Una mañana fría en Huánuco, Perú, miles de escolares comenzaron el año escolar con entusiasmo y esperanza, a pesar de las adversidades que enfrentan día tras día en sus centros educativos. Sus rostros iluminados por el anhelo de aprender y superarse no pueden ocultar la realidad que les rodea: aulas destruidas, patios llenos de barro y la carencia de recursos básicos.
En la capital, las fachadas de los colegios parecen estar en buen estado, pero al adentrarnos en los distritos, la situación es otra. Más de 15 000 profesores comparten la lucha diaria con cientos de miles de estudiantes, enfrentando las inclemencias del clima bajo plásticos improvisados que apenas los protegen de la lluvia.
Estos docentes, a pesar de estar mal pagados y enfrentar condiciones laborales precarias, siguen comprometidos con la educación de sus alumnos. Al igual que ellos, muchos adultos mayores buscan justicia en la Dirección Regional de Educación, tramitando derechos y reivindicaciones que tardan meses en resolverse.
La brecha en infraestructura educativa ha crecido en la última década, y el problema no puede esperar más. Es hora de que las autoridades, tanto a nivel local como regional, se unan y tomen medidas concretas para mejorar las condiciones en las que estudian y trabajan nuestros niños y jóvenes.
El gobernador regional, Antonio Pulgar, y el ministro de Educación, Paredes, han prometido apoyo y recursos para solucionar estos problemas. A ellos les pedimos que se comprometan de verdad, que trabajen codo a codo con los profesionales de las Ugel y la Dirección Regional para llevar a cabo proyectos que realmente marquen la diferencia.
Además de mejorar la infraestructura, es crucial garantizar que los centros de salud cercanos cuenten con el personal y los equipos necesarios para atender a los escolares. En la actualidad, muchos de estos establecimientos carecen de especialistas, enfermeros y equipos adecuados.

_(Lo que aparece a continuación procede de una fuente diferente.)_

//! Achievement definitions and metadata
//!
//! The catalog is fixed: four per-habit streak thresholds and three global
//! milestones. Earned state lives in [`super::AchievementBook`].

/// Per-habit streak thresholds
#[derive(Debug, Clone, Copy, PartialEq, Eq, PartialOrd, Ord, Hash)]
pub enum StreakMilestone {
    ThreeDays,
    SevenDays,
    ThirtyDays,
    HundredDays,
}

impl StreakMilestone {
    /// Ascending by threshold
    pub const ALL: [StreakMilestone; 4] = [
        Self::ThreeDays,
        Self::SevenDays,
        Self::ThirtyDays,
        Self::HundredDays,
    ];

    /// Consecutive days required
    pub fn days(&self) -> u32 {
        match self {
            Self::ThreeDays => 3,
            Self::SevenDays => 7,
            Self::ThirtyDays => 30,
            Self::HundredDays => 100,
        }
    }

    /// Key used in saved snapshots
    pub fn as_str(&self) -> &'static str {
        match self {
            Self::ThreeDays => "3_day_streak",
            Self::SevenDays => "7_day_streak",
            Self::ThirtyDays => "30_day_streak",
            Self::HundredDays => "100_day_streak",
        }
    }

    pub fn from_str(s: &str) -> Option<Self> {
        match s {
            "3_day_streak" => Some(Self::ThreeDays),
            "7_day_streak" => Some(Self::SevenDays),
            "30_day_streak" => Some(Self::ThirtyDays),
            "100_day_streak" => Some(Self::HundredDays),
            _ => None,
        }
    }
}

/// Global one-shot milestones
#[derive(Debug, Clone, Copy, PartialEq, Eq, PartialOrd, Ord, Hash)]
pub enum Milestone {
    /// Any habit completed at least once
    FirstHabit,
    /// Five distinct habits completed at least once
    FiveHabits,
    /// Every category has a completed habit
    AllCategories,
}

impl Milestone {
    pub const ALL: [Milestone; 3] = [Self::FirstHabit, Self::FiveHabits, Self::AllCategories];

    /// Key used in saved snapshots
    pub fn as_str(&self) -> &'static str {
        match self {
            Self::FirstHabit => "first_habit",
            Self::FiveHabits => "five_habits",
            Self::AllCategories => "all_categories",
        }
    }

    pub fn from_str(s: &str) -> Option<Self> {
        match s {
            "first_habit" => Some(Self::FirstHabit),
            "five_habits" => Some(Self::FiveHabits),
            "all_categories" => Some(Self::AllCategories),
            _ => None,
        }
    }
}

/// Unique identifier for each achievement
#[derive(Debug, Clone, Copy, PartialEq, Eq, Hash)]
pub enum AchievementId {
    Streak(StreakMilestone),
    Milestone(Milestone),
}

impl AchievementId {
    pub fn as_str(&self) -> &'static str {
        match self {
            Self::Streak(s) => s.as_str(),
            Self::Milestone(m) => m.as_str(),
        }
    }
}

/// Achievement definition with all metadata
#[derive(Debug, Clone, PartialEq, Eq)]
pub struct Achievement {
    pub id: AchievementId,
    pub name: &'static str,
    pub description: &'static str,
    pub xp_reward: u64,
}

/// All achievement definitions
pub static ACHIEVEMENTS: &[Achievement] = &[
    // === STREAK ===
    Achievement {
        id: AchievementId::Streak(StreakMilestone::ThreeDays),
        name: "3-Day Warrior",
        description: "Complete a habit for 3 days in a row",
        xp_reward: 30,
    },
    Achievement {
        id: AchievementId::Streak(StreakMilestone::SevenDays),
        name: "Week Champion",
        description: "Complete a habit for 7 days in a row",
        xp_reward: 70,
    },
    Achievement {
        id: AchievementId::Streak(StreakMilestone::ThirtyDays),
        name: "Monthly Master",
        description: "Complete a habit for 30 days in a row",
        xp_reward: 300,
    },
    Achievement {
        id: AchievementId::Streak(StreakMilestone::HundredDays),
        name: "Centurion",
        description: "Complete a habit for 100 days in a row",
        xp_reward: 1000,
    },
    // === MILESTONE ===
    Achievement {
        id: AchievementId::Milestone(Milestone::FirstHabit),
        name: "First Steps",
        description: "Complete any habit for the first time",
        xp_reward: 10,
    },
    Achievement {
        id: AchievementId::Milestone(Milestone::FiveHabits),
        name: "Variety Pack",
        description: "Complete 5 different habits",
        xp_reward: 50,
    },
    Achievement {
        id: AchievementId::Milestone(Milestone::AllCategories),
        name: "Well-Rounded",
        description: "Complete at least one habit from each category",
        xp_reward: 100,
    },
];

impl Achievement {
    /// Get achievement definition by ID
    pub fn get(id: AchievementId) -> &'static Achievement {
        match id {
            AchievementId::Streak(s) => &ACHIEVEMENTS[s as usize],
            AchievementId::Milestone(m) => &ACHIEVEMENTS[StreakMilestone::ALL.len() + m as usize],
        }
    }

    pub fn streak(milestone: StreakMilestone) -> &'static Achievement {
        Self::get(AchievementId::Streak(milestone))
    }

    pub fn milestone(milestone: Milestone) -> &'static Achievement {
        Self::get(AchievementId::Milestone(milestone))
    }
}
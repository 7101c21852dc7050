//! Completion tracking command

use anyhow::Result;
use chrono::NaiveDate;

use habit_quest::HabitId;

use super::{print_events, Session};

/// Mark or unmark a habit for a day and save
pub fn track_command(session: &mut Session, id: &str, date: NaiveDate, completed: bool) -> Result<()> {
    let id = HabitId::from_raw(id);
    let events = session
        .tracker
        .toggle_completion(&id, date, completed, session.today)?;
    session.save()?;

    print_events(&session.tracker, &events);
    if let Some(habit) = session.tracker.habit(&id) {
        let verb = if completed { "done" } else { "not done" };
        println!(
            "{} marked {} for {} (streak {}, best {})",
            habit.name, verb, date, habit.streak, habit.longest_streak
        );
    }
    Ok(())
}
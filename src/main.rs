use anyhow::Result;
use chrono::{Local, NaiveDate};
use clap::{Parser, Subcommand};
use std::path::PathBuf;

mod cli;

use cli::analytics::AnalyticsView;

#[derive(Parser)]
#[command(name = "habit-quest")]
#[command(about = "Habit Quest - track daily habits, keep streaks alive, and level up")]
#[command(version)]
struct Cli {
    /// Path to the habit data file (defaults to the configured data file)
    #[arg(short, long, global = true)]
    data: Option<PathBuf>,

    /// Path to the config file (defaults to ~/.habit-quest/config.toml)
    #[arg(short, long, global = true)]
    config: Option<PathBuf>,

    /// Enable verbose logging
    #[arg(short, long, global = true)]
    verbose: bool,

    #[command(subcommand)]
    command: Option<Commands>,
}

#[derive(Subcommand)]
enum Commands {
    /// Show level, today's progress and every habit
    Status,

    /// List habits with their ids
    List,

    /// Add a new habit
    Add {
        /// Habit name
        name: String,

        /// Category the habit belongs to
        #[arg(short = 'C', long)]
        category: String,
    },

    /// Delete a habit by id
    Delete {
        /// Habit id (see `list`)
        id: String,
    },

    /// Mark a habit complete (today unless --date is given)
    Done {
        /// Habit id (see `list`)
        id: String,

        /// Day to mark, YYYY-MM-DD
        #[arg(long)]
        date: Option<NaiveDate>,
    },

    /// Unmark a habit (today unless --date is given)
    Undo {
        /// Habit id (see `list`)
        id: String,

        /// Day to unmark, YYYY-MM-DD
        #[arg(long)]
        date: Option<NaiveDate>,
    },

    /// Show streak achievements and milestones
    Achievements,

    /// Show analytics
    Analytics {
        #[arg(value_enum, default_value_t = AnalyticsView::Streaks)]
        view: AnalyticsView,
    },

    /// Export all data as indented JSON
    Export {
        /// Destination file
        dest: PathBuf,
    },

    /// Delete all habits, achievements and progress
    Reset {
        /// Confirm the reset
        #[arg(long)]
        yes: bool,
    },

    /// Initialize the config file
    Init {
        /// Overwrite existing config file
        #[arg(long)]
        force: bool,
    },
}

fn main() -> Result<()> {
    let cli = Cli::parse();

    // Initialize logging
    let log_level = if cli.verbose { "debug" } else { "warn" };
    tracing_subscriber::fmt()
        .with_env_filter(
            tracing_subscriber::EnvFilter::try_from_default_env()
                .unwrap_or_else(|_| tracing_subscriber::EnvFilter::new(log_level)),
        )
        .with_writer(std::io::stderr)
        .init();

    // The only clock read: everything below takes the date explicitly
    let today = Local::now().date_naive();

    let config_path = cli.config.as_deref();
    let data_path = cli.data.as_deref();
    let open = || cli::Session::open(config_path, data_path, today);

    match cli.command.unwrap_or(Commands::Status) {
        Commands::Status => cli::status::status_command(&open()?),
        Commands::List => cli::habit::list_command(&open()?),
        Commands::Add { name, category } => {
            cli::habit::add_command(&mut open()?, &name, &category)?
        }
        Commands::Delete { id } => cli::habit::delete_command(&mut open()?, &id)?,
        Commands::Done { id, date } => {
            cli::track::track_command(&mut open()?, &id, date.unwrap_or(today), true)?
        }
        Commands::Undo { id, date } => {
            cli::track::track_command(&mut open()?, &id, date.unwrap_or(today), false)?
        }
        Commands::Achievements => cli::achievements::achievements_command(&open()?),
        Commands::Analytics { view } => cli::analytics::analytics_command(&open()?, view),
        Commands::Export { dest } => cli::data::export_command(&open()?, &dest)?,
        Commands::Reset { yes } => cli::data::reset_command(&mut open()?, yes)?,
        Commands::Init { force } => cli::init::init_command(config_path, force)?,
    }

    Ok(())
}
/// Earned records are decoded one by one so a bad entry only loses itself
fn decode_achievements(root: &Map<String, Value>, report: &mut LoadReport) -> AchievementsDoc {
    let section = match root.get("achievements") {
        Some(Value::Object(section)) => section,
        Some(other) => {
            tracing::warn!("Snapshot 'achievements' is {}, using defaults", json_kind(other));
            report.recovered_sections.push("achievements");
            return AchievementsDoc::default();
        }
        None => {
            tracing::warn!("Snapshot has no 'achievements' section, using defaults");
            report.recovered_sections.push("achievements");
            return AchievementsDoc::default();
        }
    };

    let mut doc = AchievementsDoc::default();

    for (key, value) in catalog_group(section, "streaks", report).into_iter().flatten() {
        let Some(entry) = value.as_object() else {
            skip_achievement(report, format!("streaks.{}", key), json_kind(value));
            continue;
        };
        let (name, description, xp) = catalog_fields(entry);
        let mut earned = BTreeMap::new();
        match entry.get("earned") {
            None | Some(Value::Null) => {}
            Some(Value::Object(holders)) => {
                for (habit, on) in holders {
                    match NaiveDate::deserialize(on) {
                        Ok(on) => {
                            earned.insert(HabitId::from_raw(habit.as_str()), on);
                        }
                        Err(e) => {
                            skip_achievement(report, format!("streaks.{}.{}", key, habit), &e.to_string());
                        }
                    }
                }
            }
            Some(other) => {
                skip_achievement(report, format!("streaks.{}", key), json_kind(other));
            }
        }
        doc.streaks.insert(
            key.clone(),
            StreakAchievementDoc {
                name,
                description,
                xp,
                earned,
            },
        );
    }

    for (key, value) in catalog_group(section, "milestones", report).into_iter().flatten() {
        let Some(entry) = value.as_object() else {
            skip_achievement(report, format!("milestones.{}", key), json_kind(value));
            continue;
        };
        let (name, description, xp) = catalog_fields(entry);
        let earned = match entry.get("earned") {
            None | Some(Value::Null) => false,
            Some(Value::Bool(earned)) => *earned,
            Some(other) => {
                skip_achievement(report, format!("milestones.{}", key), json_kind(other));
                false
            }
        };
        doc.milestones.insert(
            key.clone(),
            MilestoneAchievementDoc {
                name,
                description,
                xp,
                earned,
            },
        );
    }

    doc
}

/// `achievements.<group>`; a missing group is simply empty
fn catalog_group<'a>(
    section: &'a Map<String, Value>,
    group: &str,
    report: &mut LoadReport,
) -> Option<&'a Map<String, Value>> {
    match section.get(group) {
        Some(Value::Object(entries)) => Some(entries),
        None | Some(Value::Null) => None,
        Some(other) => {
            skip_achievement(report, group.to_string(), json_kind(other));
            None
        }
    }
}

/// Display fields are informational only, so bad values fall back silently
fn catalog_fields(entry: &Map<String, Value>) -> (String, String, u64) {
    let text = |field: &str| {
        entry
            .get(field)
            .and_then(Value::as_str)
            .unwrap_or_default()
            .to_string()
    };
    let xp = entry.get("xp").and_then(Value::as_u64).unwrap_or_default();
    (text("name"), text("description"), xp)
}

fn skip_achievement(report: &mut LoadReport, path: String, reason: &str) {
    tracing::warn!("Dropping unreadable achievement entry '{}': {}", path, reason);
    report.skipped_achievements.push(path);
}

fn json_kind(value: &Value) -> &'static str {
    match value {
        Value::Null => "null",
        Value::Bool(_) => "a boolean",
        Value::Number(_) => "a number",
        Value::String(_) => "a string",
        Value::Array(_) => "an array",
        Value::Object(_) => "an object",
    }
}

#[cfg(test)]
mod tests {
    use super::*;
    use serde_json::json;

    fn day(d: u32) -> NaiveDate {
        NaiveDate::from_ymd_opt(2024, 1, d).unwrap()
    }

    fn played_tracker() -> HabitTracker {
        let mut tracker = HabitTracker::with_default_habits(day(1));
        let id = HabitId::derive("Exercise", "Walking Pad");
        for d in 1..=3 {
            tracker.toggle_completion(&id, day(d), true, day(d)).unwrap();
        }
        tracker
            .toggle_completion(&HabitId::derive("Reading", "Fantasy"), day(3), false, day(3))
            .unwrap();
        tracker
    }

    #[test]
    fn test_round_trip_preserves_state() {
        let tracker = played_tracker();
        let text = tracker.snapshot().to_json_string(false).unwrap();

        let (snapshot, report) = Snapshot::from_json_str(&text).unwrap();
        assert!(report.is_clean());
        assert_eq!(snapshot.into_tracker(), tracker);
    }

    #[test]
    fn test_wire_shape() {
        let value = serde_json::to_value(played_tracker().snapshot()).unwrap();
        let habit = &value["habits"]["exercise_walking_pad"];
        assert_eq!(habit["completions"]["2024-01-02"], json!(true));
        assert_eq!(habit["created_date"], json!("2024-01-01"));
        assert_eq!(
            value["achievements"]["streaks"]["3_day_streak"]["earned"]["exercise_walking_pad"],
            json!("2024-01-03")
        );
        assert_eq!(value["achievements"]["milestones"]["first_habit"]["earned"], json!(true));
        assert_eq!(value["achievements"]["milestones"]["five_habits"]["xp"], json!(50));
        assert_eq!(value["user"]["next_level_xp"], json!(400));
    }

    #[test]
    fn test_missing_sections_fall_back() {
        let doc = json!({
            "habits": {
                "exercise_run": {
                    "name": "Run",
                    "category": "Exercise",
                    "completions": { "2024-01-01": true },
                    "xp": 5,
                    "created_date": "2024-01-01"
                },
                "broken": { "name": 3 }
            }
        });

        let mut tracker = HabitTracker::new();
        let report = tracker.load_snapshot(&doc).unwrap();
        assert_eq!(report.recovered_sections, vec!["achievements", "user"]);
        assert_eq!(report.skipped_habits, vec!["broken".to_string()]);

        let habit = tracker.habit(&HabitId::from_raw("exercise_run")).unwrap();
        assert_eq!(habit.level, 1);
        assert!(habit.is_completed(day(1)));
        assert_eq!(tracker.user(), &UserProfile::default());
    }

    #[test]
    fn test_non_object_is_malformed() {
        let mut tracker = played_tracker();
        let before = tracker.clone();
        assert!(matches!(
            tracker.load_snapshot(&json!([1, 2, 3])),
            Err(TrackerError::MalformedSnapshot(_))
        ));
        assert!(matches!(
            Snapshot::from_json_str("{not json"),
            Err(TrackerError::MalformedSnapshot(_))
        ));
        assert_eq!(tracker, before);
    }

    #[test]
    fn test_bad_achievement_entries_are_skipped_individually() {
        let doc = json!({
            "habits": {},
            "achievements": {
                "streaks": {
                    "3_day_streak": { "earned": { "exercise_run": "2024-01-03", "ghost": 7 } },
                    "7_day_streak": "oops"
                },
                "milestones": {
                    "first_habit": { "name": 1, "earned": true },
                    "five_habits": { "earned": "yes" }
                }
            },
            "user": { "total_xp": 45, "level": 1, "next_level_xp": 400 }
        });

        let (snapshot, report) = Snapshot::decode(&doc).unwrap();
        assert!(report.recovered_sections.is_empty());
        assert_eq!(
            report.skipped_achievements,
            vec![
                "streaks.3_day_streak.ghost".to_string(),
                "streaks.7_day_streak".to_string(),
                "milestones.five_habits".to_string(),
            ]
        );

        let tracker = snapshot.into_tracker();
        let book = tracker.achievements();
        assert!(book.has_streak(StreakMilestone::ThreeDays, &HabitId::from_raw("exercise_run")));
        assert!(book.has_milestone(Milestone::FirstHabit));
        assert!(!book.has_milestone(Milestone::FiveHabits));
        assert_eq!(book.earned_count(), 2);
    }

    #[test]
    fn test_unknown_achievement_keys_are_ignored() {
        let doc = json!({
            "habits": {},
            "achievements": {
                "streaks": { "5_day_streak": { "earned": { "x": "2024-01-01" } } },
                "milestones": { "first_habit": { "earned": true }, "legend": { "earned": true } }
            },
            "user": { "total_xp": 10, "level": 1, "next_level_xp": 400 }
        });
        let (snapshot, report) = Snapshot::decode(&doc).unwrap();
        assert!(report.is_clean());
        let tracker = snapshot.into_tracker();
        assert!(tracker.achievements().has_milestone(Milestone::FirstHabit));
        assert_eq!(tracker.achievements().earned_count(), 1);
    }
}
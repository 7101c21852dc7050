//! Init command implementation

use anyhow::{bail, Result};
use std::path::Path;

use habit_quest::config::Config;
use habit_quest::store::write_atomic;

/// Default configuration content for habit-quest init
pub const DEFAULT_CONFIG: &str = r#"# Habit Quest Configuration
# =========================
#
# Available options:
#   data_file            - Where habit data is stored (default: ~/.habit-quest/habit_data.json)
#   seed_default_habits  - Create the starter habits on first run (default: true)
#   pretty_json          - Write the data file as indented JSON (default: false)
#   heatmap_days         - Tracked days shown by `analytics heatmap` (default: 14)

[settings]
# data_file = "/path/to/habit_data.json"
seed_default_habits = true
pretty_json = false
heatmap_days = 14
"#;

/// Write the default config file
pub fn init_command(config_path: Option<&Path>, force: bool) -> Result<()> {
    // Default to global config path
    let config_path = config_path
        .map(Path::to_path_buf)
        .unwrap_or_else(Config::global_config_path);

    if config_path.exists() && !force {
        bail!(
            "Configuration already exists: {}\nUse --force to overwrite.",
            config_path.display()
        );
    }

    write_atomic(&config_path, DEFAULT_CONFIG.as_bytes())?;
    println!("Created: {}", config_path.display());

    Ok(())
}

#[cfg(test)]
mod tests {
    use super::*;

    #[test]
    fn test_default_config_parses_to_defaults() {
        let config: Config = toml::from_str(DEFAULT_CONFIG).unwrap();
        assert_eq!(config, Config::default());
    }

    #[test]
    fn test_init_writes_config_once() {
        let dir = tempfile::tempdir().unwrap();
        let path = dir.path().join("nested").join("config.toml");

        init_command(Some(&path), false).unwrap();
        assert_eq!(std::fs::read_to_string(&path).unwrap(), DEFAULT_CONFIG);
        assert!(!dir.path().join("nested").join("config.toml.tmp").exists());

        assert!(init_command(Some(&path), false).is_err());
        init_command(Some(&path), true).unwrap();
        assert_eq!(Config::from_file(&path).unwrap(), Config::default());
    }
}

Huánuco no puede perder esta oportunidad de transformar la educación. La población y la prensa están dispuestas a apoyar a las autoridades que demuestren compromiso y transparencia en la gestión de los recursos destinados a mejorar las condiciones de nuestros estudiantes y docentes.
La región ha sufrido el abandono y la corrupción de gobernadores anteriores, pero ahora es el momento de cambiar la historia. Con trabajo conjunto, honestidad y compromiso, podemos brindar a los niños y jóvenes de Huánuco la educación de calidad que merecen.
La situación actual en la que se encuentran los escolares y profesores de Huánuco es inaceptable. Es responsabilidad de todos, especialmente de las autoridades, garantizar que se brinden oportunidades y se promueva el bienestar de nuestra comunidad.
Esta es nuestra llamada de atención a las autoridades. Es tiempo de actuar y demostrar que la educación es una prioridad. No dejemos que el futuro de nuestros niños se pierda entre el barro y las aulas destruidas. Está en nuestras manos construir un Huánuco lleno de oportunidades y esperanza para todos.